Is There an Upside to a Disaster Movie?
Disaster movies were a dime a dozen in the 1970s. Titles like The Andromeda Strain, Airport and Earthquake were splashed all over cinema marquees. The movies sported huge casts including A-list actors of the time like James Stewart, Jack Lemmon, Olivia de Havilland, Charlton Heston, Ava Gardner, Steve McQueen, William Holden, Paul Newman and Faye Dunaway. There were always multiple storylines and the trick was to guess who in the group would go first. If you were incredibly wealthy, selfish or nasty, don’t count on making it to the credits. Pets and children however usually fared better.
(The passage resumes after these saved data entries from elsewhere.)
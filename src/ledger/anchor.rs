use std::sync::Arc;
use std::time::Duration;

use chrono::Utc;
use metrics::counter;
use thiserror::Error;

use crate::models::{AnchorMetadata, LedgerRecord, RegisterEntry, TrustScore};

use super::backend::{LedgerBackend, LedgerBackendError};
use super::content_hash;

#[derive(Debug, Error)]
pub enum AnchorError {
    #[error("anchoring failed after {attempts} attempt(s): {reason}")]
    AnchorFailed { attempts: u32, reason: String },

    #[error("register lookup failed: {0}")]
    Lookup(#[from] LedgerBackendError),
}

#[derive(Debug, Clone)]
pub struct AnchorConfig {
    pub max_attempts: u32,
    pub backoff: Duration,
}

impl Default for AnchorConfig {
    fn default() -> Self {
        Self {
            max_attempts: 3,
            backoff: Duration::from_millis(200),
        }
    }
}

/// Writes content hashes of finalized trust scores to a register.
#[derive(Clone)]
pub struct LedgerAnchor {
    backend: Arc<dyn LedgerBackend>,
    config: AnchorConfig,
}

impl LedgerAnchor {
    pub fn new(backend: Arc<dyn LedgerBackend>, config: AnchorConfig) -> Self {
        Self { backend, config }
    }

    pub fn backend_id(&self) -> &str {
        self.backend.backend_id()
    }

    /// Anchor `score`, reusing an existing register entry for the same hash.
    pub async fn anchor(&self, score: &TrustScore) -> Result<LedgerRecord, AnchorError> {
        let hash = content_hash(score);
        let metadata = AnchorMetadata {
            resume_id: score.resume_id.clone(),
            overall_score: score.overall_score,
            model_version: score.model_version.clone(),
        };
        let max_attempts = self.config.max_attempts.max(1);

        let mut last_error = String::new();
        for attempt in 1..=max_attempts {
            match self.try_anchor(&hash, &metadata).await {
                Ok(record) => {
                    tracing::info!(
                        resume_id = %score.resume_id,
                        content_hash = %record.content_hash,
                        anchor_id = %record.anchor_id,
                        attempt,
                        "Trust score anchored"
                    );
                    return Ok(record);
                }
                Err(e) => {
                    tracing::warn!(
                        resume_id = %score.resume_id,
                        attempt,
                        error = %e,
                        "Anchor attempt failed"
                    );
                    last_error = e.to_string();
                }
            }
            if attempt < max_attempts {
                let exp = (attempt - 1).min(16);
                tokio::time::sleep(self.config.backoff.saturating_mul(1u32 << exp)).await;
            }
        }

        counter!("anchors_failed_total").increment(1);
        Err(AnchorError::AnchorFailed {
            attempts: max_attempts,
            reason: last_error,
        })
    }

    async fn try_anchor(
        &self,
        hash: &str,
        metadata: &AnchorMetadata,
    ) -> Result<LedgerRecord, LedgerBackendError> {
        if let Some(existing) = self.backend.lookup(hash).await? {
            tracing::debug!(content_hash = %hash, "Hash already anchored");
            return Ok(LedgerRecord {
                content_hash: existing.content_hash,
                anchor_id: existing.record_id,
                timestamp: existing.recorded_at,
                backend_id: self.backend.backend_id().to_string(),
            });
        }

        let anchor_id = self.backend.submit(hash, metadata).await?;
        Ok(LedgerRecord {
            content_hash: hash.to_string(),
            anchor_id,
            timestamp: Utc::now(),
            backend_id: self.backend.backend_id().to_string(),
        })
    }

    /// Register entry behind a record, if the register still has it.
    pub async fn lookup(&self, record: &LedgerRecord) -> Result<Option<RegisterEntry>, AnchorError> {
        Ok(self.backend.lookup(&record.content_hash).await?)
    }
}
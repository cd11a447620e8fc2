mod common;

use std::sync::Arc;
use std::time::Duration;

use futures_util::future::join_all;

use common::{claim, Behavior, ConcurrencyProbe, StubSource};
use resume_trust::models::{ClaimType, SourceStatus};
use resume_trust::sources::SourceKind;
use resume_trust::verification::{verify_claim, OrchestratorConfig, SourceRegistry};

const ALL_TYPES: &[ClaimType] = &ClaimType::ALL;

fn config(per_source_ms: u64, max_retries: u32) -> OrchestratorConfig {
    OrchestratorConfig {
        per_source_timeout: Duration::from_millis(per_source_ms),
        max_retries,
        backoff: Duration::from_millis(2),
        max_concurrency: 4,
        claim_deadline: Duration::from_secs(5),
    }
}

#[tokio::test]
async fn test_hanging_source_is_isolated() {
    let registry = SourceRegistry::new(4)
        .with_source(Arc::new(StubSource::answering(SourceKind::CodeHosting, ALL_TYPES, 0.8, 0.9)))
        .with_source(Arc::new(StubSource::new(SourceKind::SkillAssessment, ALL_TYPES, Behavior::Hang)));
    let c = claim("S1", ClaimType::Skill, "Rust");

    let started = std::time::Instant::now();
    let results = verify_claim(&c, &registry, &config(200, 0)).await;
    let elapsed = started.elapsed();

    assert!(elapsed < Duration::from_millis(200) + Duration::from_millis(800), "took {elapsed:?}");
    assert_eq!(results.len(), 2);
    assert_eq!(results[0].source, SourceKind::CodeHosting);
    assert_eq!(results[0].status, SourceStatus::Ok);
    assert_eq!(results[1].source, SourceKind::SkillAssessment);
    assert_eq!(results[1].status, SourceStatus::Timeout);
}

#[tokio::test]
async fn test_retry_keeps_only_final_attempt() {
    let stub = Arc::new(StubSource::new(
        SourceKind::Certificate,
        ALL_TYPES,
        Behavior::FailThenAnswer {
            failures: 2,
            score: 0.7,
            confidence: 0.95,
        },
    ));
    let registry = SourceRegistry::new(4).with_source(stub.clone());
    let c = claim("C1", ClaimType::Certification, "AWS Solutions Architect");

    let results = verify_claim(&c, &registry, &config(1_000, 2)).await;

    assert_eq!(results.len(), 1);
    assert_eq!(results[0].status, SourceStatus::Ok);
    assert_eq!(results[0].attempts, 3);
    assert_eq!(results[0].evidence["call"], 3);
    assert_eq!(stub.call_count(), 3);
}

#[tokio::test]
async fn test_exhausted_retries_report_last_error() {
    let stub = Arc::new(StubSource::new(SourceKind::Timeline, ALL_TYPES, Behavior::Fail));
    let registry = SourceRegistry::new(4).with_source(stub.clone());
    let c = claim("E1", ClaimType::Experience, "Engineer");

    let results = verify_claim(&c, &registry, &config(1_000, 2)).await;

    assert_eq!(results[0].status, SourceStatus::Error);
    assert_eq!(results[0].attempts, 3);
    assert_eq!(stub.call_count(), 3);
}

#[tokio::test]
async fn test_retries_share_one_budget() {
    // Each attempt hangs; with two retries the whole budget is still 300ms.
    let stub = Arc::new(StubSource::new(SourceKind::CodeHosting, ALL_TYPES, Behavior::Hang));
    let registry = SourceRegistry::new(4).with_source(stub.clone());
    let c = claim("S1", ClaimType::Skill, "Go");

    let started = std::time::Instant::now();
    let results = verify_claim(&c, &registry, &config(300, 2)).await;

    assert!(started.elapsed() < Duration::from_millis(1_000));
    assert_eq!(results[0].status, SourceStatus::Timeout);
    assert!(stub.call_count() >= 1);
}

#[tokio::test]
async fn test_max_concurrency_respected() {
    let probe = Arc::new(ConcurrencyProbe::default());
    let mut registry = SourceRegistry::new(4);
    for kind in SourceKind::ALL {
        registry.register(Arc::new(
            StubSource::answering(kind, ALL_TYPES, 0.5, 0.5)
                .with_delay(Duration::from_millis(40))
                .with_probe(probe.clone()),
        ));
    }
    let c = claim("P1", ClaimType::Project, "Compiler");
    let mut cfg = config(1_000, 0);
    cfg.max_concurrency = 2;

    let results = verify_claim(&c, &registry, &cfg).await;

    assert_eq!(results.len(), 5);
    assert!(results.iter().all(|r| r.status == SourceStatus::Ok));
    assert!(probe.peak() <= 2, "peak {}", probe.peak());
    assert_eq!(
        results.iter().map(|r| r.source).collect::<Vec<_>>(),
        SourceKind::ALL.to_vec()
    );
}

#[tokio::test]
async fn test_rate_limiter_shared_across_claims() {
    let stub = StubSource::answering(SourceKind::CodeHosting, ALL_TYPES, 0.9, 0.9)
        .with_delay(Duration::from_millis(30));
    let probe = stub.probe.clone();
    let mut registry = SourceRegistry::new(4);
    registry.register_with_limit(Arc::new(stub), 1);

    let claims: Vec<_> = (0..4)
        .map(|i| claim(&format!("S{i}"), ClaimType::Skill, "Rust"))
        .collect();
    let cfg = config(2_000, 0);
    let all = join_all(claims.iter().map(|c| verify_claim(c, &registry, &cfg))).await;

    assert!(all.iter().flatten().all(|r| r.status == SourceStatus::Ok));
    assert_eq!(probe.peak(), 1);
}

#[tokio::test]
async fn test_claim_deadline_cancels_outstanding_sources() {
    let registry = SourceRegistry::new(4)
        .with_source(Arc::new(StubSource::new(SourceKind::Timeline, ALL_TYPES, Behavior::Hang)));
    let c = claim("E1", ClaimType::Experience, "Engineer");
    let mut cfg = config(10_000, 0);
    cfg.claim_deadline = Duration::from_millis(100);

    let started = std::time::Instant::now();
    let results = verify_claim(&c, &registry, &cfg).await;

    assert!(started.elapsed() < Duration::from_millis(900));
    assert_eq!(results.len(), 1);
    assert_eq!(results[0].status, SourceStatus::Timeout);
}

#[tokio::test]
async fn test_unsupported_claim_type_yields_nothing() {
    let registry = SourceRegistry::new(4).with_source(Arc::new(StubSource::answering(
        SourceKind::CodeHosting,
        &[ClaimType::Skill],
        0.9,
        0.9,
    )));
    let c = claim("D1", ClaimType::Education, "BSc Computer Science");
    assert!(verify_claim(&c, &registry, &config(100, 0)).await.is_empty());
}

#[tokio::test]
async fn test_abandoned_sources_report_time_since_dispatch() {
    let registry = SourceRegistry::new(4)
        .with_source(Arc::new(StubSource::new(SourceKind::CodeHosting, ALL_TYPES, Behavior::Hang)))
        .with_source(Arc::new(StubSource::new(SourceKind::SkillAssessment, ALL_TYPES, Behavior::Hang)));
    let c = claim("S1", ClaimType::Skill, "Rust");
    let config = OrchestratorConfig {
        per_source_timeout: Duration::from_secs(10),
        max_retries: 0,
        backoff: Duration::from_millis(2),
        max_concurrency: 1,
        claim_deadline: Duration::from_millis(150),
    };

    let results = verify_claim(&c, &registry, &config).await;

    assert_eq!(results.len(), 2);
    assert!(results.iter().all(|r| r.status == SourceStatus::Timeout));
    // The first source ran for the whole claim deadline; the second waited
    // behind max_concurrency and got at most a moment of wall time.
    assert!(results[0].latency_ms >= 140, "latency {}", results[0].latency_ms);
    assert!(results[1].latency_ms < 100, "latency {}", results[1].latency_ms);
}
During the 70s, producer and director Irwin Allen was nicknamed “The Master of Disaster” thanks to his work on The Swarm, The Poseidon Adventure and Voyage to the Bottom of the Sea. These films helped resurrect the disaster genre and make them box office successes. More recently we’ve seen Pompeii destroyed, The Core of the Earth shut down and an ice storm engulf New York City in The Day After Tomorrow.
But destruction isn’t isolated to the disaster movie genre. Almost every big blockbuster includes some kind of mass devastation.
Nicholas Barber from The Guardian writes, “We are living, it seems, in the golden age of the disaster movie. We may call them monster movies or action movies, superhero blockbusters or ancient epics, but let’s face it: they’re all disaster movies in fancy dress. Whichever genre you think you’re paying for, it’s harder and harder to find any big-budget Hollywood entertainment that doesn’t include the demolition of a major conurbation, and a body count in the tens of thousands.”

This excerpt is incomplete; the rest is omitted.